** Opening Data to examine block **
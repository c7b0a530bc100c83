//! Terminal dashboard for a Lync 12 controller.
//!
//! ```text
//! cargo run --example dashboard -- 192.168.1.50 [port]
//! ```
//!
//! Keys: up/down select a zone, `p` power, `m` mute, `+`/`-` volume,
//! `s` next source, `r` refresh all, `q` quit.

use crossterm::{
    event::{self, Event, KeyCode, KeyEventKind},
    execute,
    terminal::{disable_raw_mode, enable_raw_mode, EnterAlternateScreen, LeaveAlternateScreen},
};
use htd_lync12::{
    DeviceConfig, Diagnostic, DiagnosticReceiver, HtdClient, MuteState, PowerState, ZoneState,
    DEFAULT_PORT, MAX_VOLUME, SOURCE_COUNT,
};
use ratatui::{
    backend::CrosstermBackend,
    layout::{Constraint, Direction, Layout},
    style::{Color, Modifier, Style},
    text::{Line, Span},
    widgets::{Block, Borders, List, ListItem, ListState, Paragraph},
    Frame, Terminal,
};
use std::io;
use std::time::Duration;

struct App {
    client: HtdClient,
    zone_names: Vec<String>,
    source_names: Vec<String>,
    list_state: ListState,
    diagnostics: DiagnosticReceiver,
    status_message: String,
}

impl App {
    fn new(config: DeviceConfig) -> Self {
        let client = config.client();
        let diagnostics = client.subscribe_diagnostics();
        let mut list_state = ListState::default();
        list_state.select(Some(0));

        Self {
            zone_names: config.zone_names(),
            source_names: config.source_names(),
            client,
            list_state,
            diagnostics,
            status_message: format!("Connected to {}:{}", config.host, config.port),
        }
    }

    fn selected_zone(&self) -> u8 {
        self.list_state.selected().unwrap_or(0) as u8 + 1
    }

    fn select_next(&mut self) {
        let i = self.list_state.selected().unwrap_or(0);
        self.list_state.select(Some((i + 1) % self.zone_names.len()));
    }

    fn select_previous(&mut self) {
        let n = self.zone_names.len();
        let i = self.list_state.selected().unwrap_or(0);
        self.list_state.select(Some((i + n - 1) % n));
    }

    async fn refresh(&mut self) {
        match self.client.query_all().await {
            Ok(_) => self.status_message = "Refreshed".to_string(),
            Err(e) => self.status_message = format!("Refresh failed: {}", e),
        }
    }

    async fn handle_key(&mut self, code: KeyCode) {
        let zone = self.selected_zone();
        let state = self.client.zone(zone).unwrap_or_else(|| ZoneState::new(zone));

        let result = match code {
            KeyCode::Char('p') => self.client.set_power(zone, !state.is_on()).await.map(|_| ()),
            KeyCode::Char('m') => {
                if state.is_muted() {
                    self.client.mute_off(zone).await.map(|_| ())
                } else {
                    self.client.mute_on(zone).await.map(|_| ())
                }
            }
            KeyCode::Char('+') | KeyCode::Char('-') => {
                let percent = u32::from(state.volume) * 100 / u32::from(MAX_VOLUME);
                let percent = if code == KeyCode::Char('+') {
                    (percent + 5).min(100)
                } else {
                    percent.saturating_sub(5)
                };
                self.client.set_volume(zone, percent as u8).await.map(|_| ())
            }
            KeyCode::Char('s') => {
                let next = state.source % SOURCE_COUNT + 1;
                self.client.set_source(zone, next).await.map(|_| ())
            }
            KeyCode::Char('r') => {
                self.refresh().await;
                Ok(())
            }
            _ => Ok(()),
        };

        if let Err(e) = result {
            self.status_message = format!("Zone {}: {}", zone, e);
        }

        while let Some(diagnostic) = self.diagnostics.try_recv() {
            self.status_message = match diagnostic {
                Diagnostic::Timeout { .. } => "Controller did not answer".to_string(),
                Diagnostic::MalformedResponse { len, .. } => {
                    format!("Ignored {}-byte response", len)
                }
                Diagnostic::ZoneMismatch { requested, reported, .. } => {
                    format!("Asked for zone {:?}, got {}", requested, reported)
                }
                Diagnostic::NoZoneDecoded { .. } => "No zone in response".to_string(),
            };
        }
    }
}

fn zone_line<'a>(name: &'a str, state: &ZoneState, sources: &'a [String]) -> Line<'a> {
    let (power, color) = match state.power {
        Some(PowerState::On) => ("ON ", Color::Green),
        Some(PowerState::Off) => ("OFF", Color::DarkGray),
        Some(PowerState::Unknown) => ("???", Color::Red),
        None => (" - ", Color::DarkGray),
    };
    let mute = match state.mute {
        Some(MuteState::On) => "muted",
        Some(MuteState::Unknown) => "?",
        _ => "",
    };
    let source = usize::from(state.source)
        .checked_sub(1)
        .and_then(|i| sources.get(i))
        .map(String::as_str)
        .unwrap_or("-");

    Line::from(vec![
        Span::styled(format!("{:>2} ", state.zone), Style::default().fg(Color::Cyan)),
        Span::styled(power, Style::default().fg(color)),
        Span::raw(format!(" {:<16}", name)),
        Span::raw(format!(" vol {:>2}/{} ", state.volume, MAX_VOLUME)),
        Span::styled(format!("{:<6}", mute), Style::default().fg(Color::Yellow)),
        Span::raw(source),
    ])
}

fn ui(f: &mut Frame, app: &mut App) {
    let chunks = Layout::default()
        .direction(Direction::Vertical)
        .constraints([Constraint::Min(3), Constraint::Length(3)])
        .split(f.size());

    let zones = app.client.zones();
    let items: Vec<ListItem> = zones
        .iter()
        .zip(app.zone_names.iter())
        .map(|(state, name)| ListItem::new(zone_line(name, state, &app.source_names)))
        .collect();

    let list = List::new(items)
        .block(Block::default().borders(Borders::ALL).title("Zones"))
        .highlight_style(Style::default().add_modifier(Modifier::REVERSED));
    f.render_stateful_widget(list, chunks[0], &mut app.list_state);

    let help = Paragraph::new(vec![Line::from(app.status_message.as_str())]).block(
        Block::default()
            .borders(Borders::ALL)
            .title("p power  m mute  +/- volume  s source  r refresh  q quit"),
    );
    f.render_widget(help, chunks[1]);
}

#[tokio::main]
async fn main() -> Result<(), Box<dyn std::error::Error>> {
    let mut args = std::env::args().skip(1);
    let host = args.next().ok_or("usage: dashboard <host> [port]")?;
    let port = match args.next() {
        Some(p) => p.parse()?,
        None => DEFAULT_PORT,
    };

    // Log to a file; stdout belongs to the terminal UI
    let log_file = std::fs::File::create("dashboard.log")?;
    tracing_subscriber::fmt()
        .with_writer(std::sync::Mutex::new(log_file))
        .with_ansi(false)
        .init();

    let mut config = DeviceConfig::new(host);
    config.port = port;
    let mut app = App::new(config);
    app.refresh().await;

    enable_raw_mode()?;
    let mut stdout = io::stdout();
    execute!(stdout, EnterAlternateScreen)?;
    let backend = CrosstermBackend::new(stdout);
    let mut terminal = Terminal::new(backend)?;

    let result = run(&mut terminal, &mut app).await;

    disable_raw_mode()?;
    execute!(terminal.backend_mut(), LeaveAlternateScreen)?;
    terminal.show_cursor()?;

    result
}

async fn run(
    terminal: &mut Terminal<CrosstermBackend<io::Stdout>>,
    app: &mut App,
) -> Result<(), Box<dyn std::error::Error>> {
    loop {
        terminal.draw(|f| ui(f, app))?;

        if !event::poll(Duration::from_millis(250))? {
            continue;
        }
        if let Event::Key(key) = event::read()? {
            if key.kind != KeyEventKind::Press {
                continue;
            }
            match key.code {
                KeyCode::Char('q') | KeyCode::Esc => return Ok(()),
                KeyCode::Down => app.select_next(),
                KeyCode::Up => app.select_previous(),
                code => app.handle_key(code).await,
            }
        }
    }
}
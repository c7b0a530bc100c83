//! Rust library for controlling HTD Lync 12 multi-zone audio controllers
//!
//! The Lync 12 speaks a small binary protocol over TCP (port 10006 by
//! default). This library provides an async client for it:
//!
//! - Zone queries (one zone or the whole device)
//! - Power, volume, mute and source control per zone
//! - A local copy of the last known state of all twelve zones
//! - A diagnostics channel for responses the client had to ignore
//! - Device configuration with default zone and source names
//!
//! # Quick Start
//!
//! ```no_run
//! use htd_lync12::HtdClient;
//!
//! #[tokio::main]
//! async fn main() -> Result<(), Box<dyn std::error::Error>> {
//!     let client = HtdClient::new("192.168.1.50", 10006);
//!
//!     client.set_power(3, true).await?;
//!     client.set_volume(3, 40).await?;
//!     client.set_source(3, 2).await?;
//!
//!     for zone in client.query_all().await? {
//!         println!("Zone {}: {:?} vol {}", zone.zone, zone.power, zone.volume);
//!     }
//!     Ok(())
//! }
//! ```
//!
//! # Timeouts
//!
//! Each command uses its own short-lived connection with a 500 ms bound.
//! When the controller does not answer, operations still succeed: every
//! zone is marked unknown and the degraded state is returned. Poll again
//! to recover.
//!
//! # Architecture
//!
//! - **Client**: public operations and the shared zone state
//! - **Zone**: per-zone handle with names, for media-player style use
//! - **Protocol**: command frames, checksum and volume mapping
//! - **Parser**: status frame decoding
//! - **Connection**: one TCP request/response per command
//! - **Config**: device configuration

mod client;
mod config;
mod connection;
mod diagnostics;
mod error;
#[cfg(test)]
mod mock;
mod parser;
pub mod protocol;
mod store;
mod types;
mod zone;

// Public exports
pub use client::HtdClient;
pub use config::{load_devices, DeviceConfig};
pub use connection::{Connection, DEFAULT_TIMEOUT};
pub use diagnostics::{Diagnostic, DiagnosticReceiver};
pub use error::{HtdError, Result};
pub use parser::StatusFrame;
pub use types::{
    MuteState, PowerState, Reply, ZoneId, ZoneState, DEFAULT_PORT, FRAME_LEN, MAX_VOLUME,
    SOURCE_COUNT, ZONE_COUNT,
};
pub use zone::{Playback, Zone};
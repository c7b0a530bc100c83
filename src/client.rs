use crate::connection::Connection;
use crate::diagnostics::{Diagnostic, DiagnosticReceiver, Diagnostics};
use crate::error::{HtdError, Result};
use crate::parser::parse_response;
use crate::protocol::{hex, volume_sequence, Command};
use crate::store::ZoneStore;
use crate::types::{Reply, Target, ZoneId, ZoneState, DEFAULT_PORT};
use std::sync::{Arc, Mutex, MutexGuard};
use std::time::Duration;

/// Client for an HTD Lync 12 controller
///
/// Every operation opens a fresh TCP connection, sends one command and
/// decodes the reply into the client's zone state. Requests from clones of
/// the same client are serialized, matching the controller's one
/// outstanding command at a time.
///
/// A request that times out does not fail: every zone is marked unknown and
/// the degraded state is returned.
#[derive(Clone)]
pub struct HtdClient {
    connection: Connection,
    store: Arc<Mutex<ZoneStore>>,
    io_lock: Arc<tokio::sync::Mutex<()>>,
    diagnostics: Diagnostics,
}

impl HtdClient {
    /// Create a client for the controller at `host:port`
    ///
    /// No connection is made until the first operation.
    ///
    /// # Example
    ///
    /// ```no_run
    /// use htd_lync12::HtdClient;
    ///
    /// #[tokio::main]
    /// async fn main() -> Result<(), Box<dyn std::error::Error>> {
    ///     let client = HtdClient::new("192.168.1.50", 10006);
    ///     let zone = client.query_zone(1).await?;
    ///     println!("Zone 1 volume: {}", zone.volume);
    ///     Ok(())
    /// }
    /// ```
    pub fn new(host: impl Into<String>, port: u16) -> Self {
        Self {
            connection: Connection::new(host, port),
            store: Arc::new(Mutex::new(ZoneStore::new())),
            io_lock: Arc::new(tokio::sync::Mutex::new(())),
            diagnostics: Diagnostics::new(),
        }
    }

    /// Create a client on the default port (10006)
    pub fn with_default_port(host: impl Into<String>) -> Self {
        Self::new(host, DEFAULT_PORT)
    }

    /// Replace the connect/receive timeout (default 500 ms)
    pub fn with_timeout(mut self, timeout: Duration) -> Self {
        self.connection = self.connection.with_timeout(timeout);
        self
    }

    /// Get the controller's host
    pub fn host(&self) -> &str {
        self.connection.host()
    }

    /// Get the controller's port
    pub fn port(&self) -> u16 {
        self.connection.port()
    }

    /// Last known state of one zone, without contacting the device
    pub fn zone(&self, zone: ZoneId) -> Option<ZoneState> {
        self.store().get(zone).cloned()
    }

    /// Last known state of every zone, without contacting the device
    pub fn zones(&self) -> Vec<ZoneState> {
        self.store().all()
    }

    /// Subscribe to responses the client ignored or degraded on
    pub fn subscribe_diagnostics(&self) -> DiagnosticReceiver {
        self.diagnostics.subscribe()
    }

    // ========== Queries ==========

    /// Query one zone (1..=12)
    pub async fn query_zone(&self, zone: ZoneId) -> Result<ZoneState> {
        let command = validated(Command::query_zone(zone))?;
        let reply = self.send(command).await?;
        Ok(into_zone(reply, zone))
    }

    /// Query every zone
    pub async fn query_all(&self) -> Result<Vec<ZoneState>> {
        tracing::debug!("Query all");
        let reply = self.send(Command::query_all()).await?;
        Ok(match reply {
            Reply::Device(states) => states,
            Reply::Zone(_) => self.zones(),
        })
    }

    // ========== Control ==========

    /// Power a zone on or off; zone 0 switches the whole device
    pub async fn set_power(&self, zone: ZoneId, on: bool) -> Result<Reply> {
        let command = validated(Command::power(zone, on))?;
        self.send(command).await
    }

    /// Set a zone's volume as a percentage (0..=100)
    ///
    /// Sends power-on, volume, power-on, volume; the controller does not
    /// reliably apply a volume otherwise. Returns the zone state after the
    /// last frame.
    pub async fn set_volume(&self, zone: ZoneId, percent: u8) -> Result<ZoneState> {
        let sequence = validated(volume_sequence(zone, percent))?;
        let mut state = None;
        for command in sequence {
            state = Some(into_zone(self.send(command).await?, zone));
        }
        Ok(state.unwrap_or_else(|| ZoneState::new(zone)))
    }

    /// Select input 1..=18 on a zone
    pub async fn set_source(&self, zone: ZoneId, input: u8) -> Result<ZoneState> {
        let command = validated(Command::source(zone, input))?;
        let reply = self.send(command).await?;
        Ok(into_zone(reply, zone))
    }

    /// Mute a zone; zone 0 mutes the whole device
    pub async fn mute_on(&self, zone: ZoneId) -> Result<Reply> {
        let command = validated(Command::mute_on(zone))?;
        self.send(command).await
    }

    /// Unmute a zone; zone 0 unmutes the whole device
    pub async fn mute_off(&self, zone: ZoneId) -> Result<Reply> {
        let command = validated(Command::mute_off(zone))?;
        self.send(command).await
    }

    /// Exchange one command and fold the response into the store
    async fn send(&self, command: Command) -> Result<Reply> {
        let target = Target::from_zone(command.zone());
        let frame = command.frame();

        let _io = self.io_lock.lock().await;
        match self.connection.exchange(&frame).await {
            Ok(response) => {
                let mut store = self.store();
                let report = parse_response(
                    &mut store,
                    &self.diagnostics,
                    &frame,
                    &response,
                    target.zone(),
                );
                tracing::debug!(
                    zone = ?target.zone(),
                    updated = ?report.updated,
                    rejected = ?report.rejected,
                    malformed = report.malformed,
                    "Response applied"
                );
                Ok(reply(&store, target))
            }
            Err(HtdError::Timeout) => {
                tracing::warn!(
                    zone = ?target.zone(),
                    command = %hex(&frame),
                    "No response from controller, marking all zones unknown"
                );
                self.diagnostics.report(Diagnostic::Timeout {
                    requested: target.zone(),
                    command: frame.to_vec(),
                });
                let mut store = self.store();
                store.degrade_all();
                Ok(reply(&store, target))
            }
            Err(e) => Err(e),
        }
    }

    fn store(&self) -> MutexGuard<'_, ZoneStore> {
        // The store is always left consistent, so a poisoned lock is usable
        self.store.lock().unwrap_or_else(|e| e.into_inner())
    }
}

fn validated<T>(result: Result<T>) -> Result<T> {
    if let Err(e) = &result {
        tracing::warn!(error = %e, "Rejected request");
    }
    result
}

fn reply(store: &ZoneStore, target: Target) -> Reply {
    match target {
        Target::Zone(zone) => Reply::Zone(
            store
                .get(zone)
                .cloned()
                .unwrap_or_else(|| ZoneState::new(zone)),
        ),
        Target::Device => Reply::Device(store.all()),
    }
}

fn into_zone(reply: Reply, zone: ZoneId) -> ZoneState {
    match reply {
        Reply::Zone(state) => state,
        Reply::Device(states) => states
            .into_iter()
            .find(|s| s.zone == zone)
            .unwrap_or_else(|| ZoneState::new(zone)),
    }
}
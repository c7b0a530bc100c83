use crate::parser::StatusFrame;
use crate::types::{is_zone, MuteState, PowerState, ZoneId, ZoneState, ZONE_COUNT};

/// Last known state of all twelve zones
///
/// Slots are created once and never removed; they only change through
/// [`apply`](ZoneStore::apply) and [`degrade_all`](ZoneStore::degrade_all).
#[derive(Debug, Clone, PartialEq, Eq)]
pub(crate) struct ZoneStore {
    zones: Vec<ZoneState>,
}

impl ZoneStore {
    pub(crate) fn new() -> Self {
        Self {
            zones: (1..=ZONE_COUNT).map(ZoneState::new).collect(),
        }
    }

    /// State of one zone, `None` outside 1..=12
    pub(crate) fn get(&self, zone: ZoneId) -> Option<&ZoneState> {
        if is_zone(zone) {
            self.zones.get(usize::from(zone - 1))
        } else {
            None
        }
    }

    /// Snapshot of every zone, ordered by zone number
    pub(crate) fn all(&self) -> Vec<ZoneState> {
        self.zones.clone()
    }

    /// Record a decoded status frame
    ///
    /// Returns `false` when the frame names a zone outside 1..=12.
    pub(crate) fn apply(&mut self, frame: &StatusFrame) -> bool {
        if !is_zone(frame.zone) {
            return false;
        }
        let slot = &mut self.zones[usize::from(frame.zone - 1)];
        slot.power = Some(PowerState::from_bool(frame.power));
        slot.mute = Some(if frame.mute { MuteState::On } else { MuteState::Off });
        slot.source = frame.source;
        slot.volume = frame.volume;
        true
    }

    /// Mark every zone unknown after a timeout
    pub(crate) fn degrade_all(&mut self) {
        for slot in &mut self.zones {
            slot.power = Some(PowerState::Unknown);
            slot.mute = Some(MuteState::Unknown);
            slot.source = 0;
            slot.volume = 0;
        }
    }
}
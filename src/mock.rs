//! Scripted stand-in for a Lync 12 controller, for tests.

use std::time::Duration;
use tokio::io::{AsyncReadExt, AsyncWriteExt};
use tokio::net::TcpListener;
use tokio::task::JoinHandle;

/// How the mock answers one connection
#[derive(Debug, Clone)]
pub(crate) enum Script {
    /// Reply with these bytes and close
    Reply(Vec<u8>),
    /// Read the command and never answer
    Silent,
}

/// Mock controller serving one scripted connection per command
pub(crate) struct MockDevice {
    port: u16,
    handle: JoinHandle<Vec<[u8; 6]>>,
}

impl MockDevice {
    pub(crate) async fn start(script: Vec<Script>) -> Self {
        let listener = TcpListener::bind("127.0.0.1:0").await.unwrap();
        let port = listener.local_addr().unwrap().port();

        let handle = tokio::spawn(async move {
            let mut frames = Vec::new();
            for step in script {
                let (mut stream, _) = listener.accept().await.unwrap();
                let mut frame = [0u8; 6];
                stream.read_exact(&mut frame).await.unwrap();
                frames.push(frame);
                match step {
                    Script::Reply(bytes) => {
                        stream.write_all(&bytes).await.unwrap();
                        stream.flush().await.unwrap();
                    }
                    Script::Silent => {
                        tokio::time::sleep(Duration::from_millis(200)).await;
                    }
                }
            }
            frames
        });

        Self { port, handle }
    }

    pub(crate) fn port(&self) -> u16 {
        self.port
    }

    /// Wait for the script to finish and return the frames received
    pub(crate) async fn frames(self) -> Vec<[u8; 6]> {
        self.handle.await.unwrap()
    }
}

/// Port with nothing listening on it
pub(crate) async fn closed_port() -> u16 {
    let listener = TcpListener::bind("127.0.0.1:0").await.unwrap();
    listener.local_addr().unwrap().port()
}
** Closing Data to examine block **
Task goal: From the records above, repeat exactly the lines from the one with "let command = validated(Command::power(zone, on))?;" through the one with "let command = validated(Command::mute_on(zone))?;", both included.

Output of the exercise:
        let command = validated(Command::power(zone, on))?;
        self.send(command).await
    }

    /// Set a zone's volume as a percentage (0..=100)
    ///
    /// Sends power-on, volume, power-on, volume; the controller does not
    /// reliably apply a volume otherwise. Returns the zone state after the
    /// last frame.
    pub async fn set_volume(&self, zone: ZoneId, percent: u8) -> Result<ZoneState> {
        let sequence = validated(volume_sequence(zone, percent))?;
        let mut state = None;
        for command in sequence {
            state = Some(into_zone(self.send(command).await?, zone));
        }
        Ok(state.unwrap_or_else(|| ZoneState::new(zone)))
    }

    /// Select input 1..=18 on a zone
    pub async fn set_source(&self, zone: ZoneId, input: u8) -> Result<ZoneState> {
        let command = validated(Command::source(zone, input))?;
        let reply = self.send(command).await?;
        Ok(into_zone(reply, zone))
    }

    /// Mute a zone; zone 0 mutes the whole device
    pub async fn mute_on(&self, zone: ZoneId) -> Result<Reply> {
        let command = validated(Command::mute_on(zone))?;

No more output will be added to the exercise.